Early last year I started working on a turn-of-the-century novel about the fae, and heroes, and magic and all kinds of things. I got really excited about it, as I always do with new projects, banging out five or six chapters in a week or so. Then, as I always do, I ran out of fuel and put it to one side, knowing that I'd come back to it at some point.

This is the way I always work. I get a few chapters down, a loose idea of where the story is going, and then I let it stew. At some point - maybe a year later, maybe five years later - my short stories will start touching back on the themes and characters in that fragment of a novel, and I know it's time to go back to it. Now is that time with the faerie story.

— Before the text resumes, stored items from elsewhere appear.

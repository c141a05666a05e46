// Incoming attack instances

use std::fmt;

use crate::game::characters::StatBlock;
use crate::game::powers::PowerId;

/// Elemental trait of a hazard. Each element maps to one attunement stat.
#[derive(Debug, Clone, Copy, PartialEq, Eq, Hash)]
pub enum Element {
    Fire,
    Water,
}

impl Element {
    /// Percent of this element's damage the defender takes
    pub fn attunement(&self, stats: &StatBlock) -> i32 {
        match self {
            Element::Fire => stats.attunement_fire,
            Element::Water => stats.attunement_ice,
        }
    }
}

/// One incoming attack.
///
/// A hazard is consumed by value when resolved, so it can only land once.
/// The attacker's stat block is borrowed for life-steal crediting.
pub struct Hazard<'src> {
    pub dmg_min: i32,
    pub dmg_max: i32,
    pub accuracy: i32,
    pub element: Option<Element>,
    /// Skip absorption entirely
    pub armor_penetration: bool,
    pub stun_duration: u32,
    pub slow_duration: u32,
    pub bleed_duration: u32,
    pub immobilize_duration: u32,
    /// Percent of damage dealt returned to the attacker as hp
    pub hp_steal: i32,
    pub source: Option<&'src mut StatBlock>,
    /// Power triggered on the defender after a damaging hit
    pub post_power: Option<PowerId>,
}

impl<'src> Hazard<'src> {
    pub fn new(dmg_min: i32, dmg_max: i32, accuracy: i32) -> Self {
        Self {
            dmg_min,
            dmg_max,
            accuracy,
            element: None,
            armor_penetration: false,
            stun_duration: 0,
            slow_duration: 0,
            bleed_duration: 0,
            immobilize_duration: 0,
            hp_steal: 0,
            source: None,
            post_power: None,
        }
    }

    pub fn with_element(mut self, element: Element) -> Self {
        self.element = Some(element);
        self
    }

    pub fn penetrating(mut self) -> Self {
        self.armor_penetration = true;
        self
    }

    pub fn with_stun(mut self, frames: u32) -> Self {
        self.stun_duration = frames;
        self
    }

    pub fn with_slow(mut self, frames: u32) -> Self {
        self.slow_duration = frames;
        self
    }

    pub fn with_bleed(mut self, frames: u32) -> Self {
        self.bleed_duration = frames;
        self
    }

    pub fn with_immobilize(mut self, frames: u32) -> Self {
        self.immobilize_duration = frames;
        self
    }

    /// Credit `percent` of dealt damage to `source`
    pub fn with_life_steal(mut self, percent: i32, source: &'src mut StatBlock) -> Self {
        self.hp_steal = percent;
        self.source = Some(source);
        self
    }

    pub fn with_post_power(mut self, power: PowerId) -> Self {
        self.post_power = Some(power);
        self
    }
}

impl fmt::Debug for Hazard<'_> {
    fn fmt(&self, f: &mut fmt::Formatter<'_>) -> fmt::Result {
        f.debug_struct("Hazard")
            .field("dmg", &(self.dmg_min..=self.dmg_max))
            .field("accuracy", &self.accuracy)
            .field("element", &self.element)
            .field("armor_penetration", &self.armor_penetration)
            .field("hp_steal", &self.hp_steal)
            .field("source", &self.source.as_ref().map(|s| s.name.as_str()))
            .field("post_power", &self.post_power)
            .finish_non_exhaustive()
    }
}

Unfortunately, this time I've encountered a problem with that. When I was writing those first few chapters I decided to set up some Photoshop templates to format the text exactly as I'd like it to appear in a printed book, with nice typesetting and illuminated lettering at the beginning of chapters and all that jazz. It also turned off the wiggly-line corrections and word count distractions that are part and parcel of writing in word processing software. I thought it would boost my productivity, and it did.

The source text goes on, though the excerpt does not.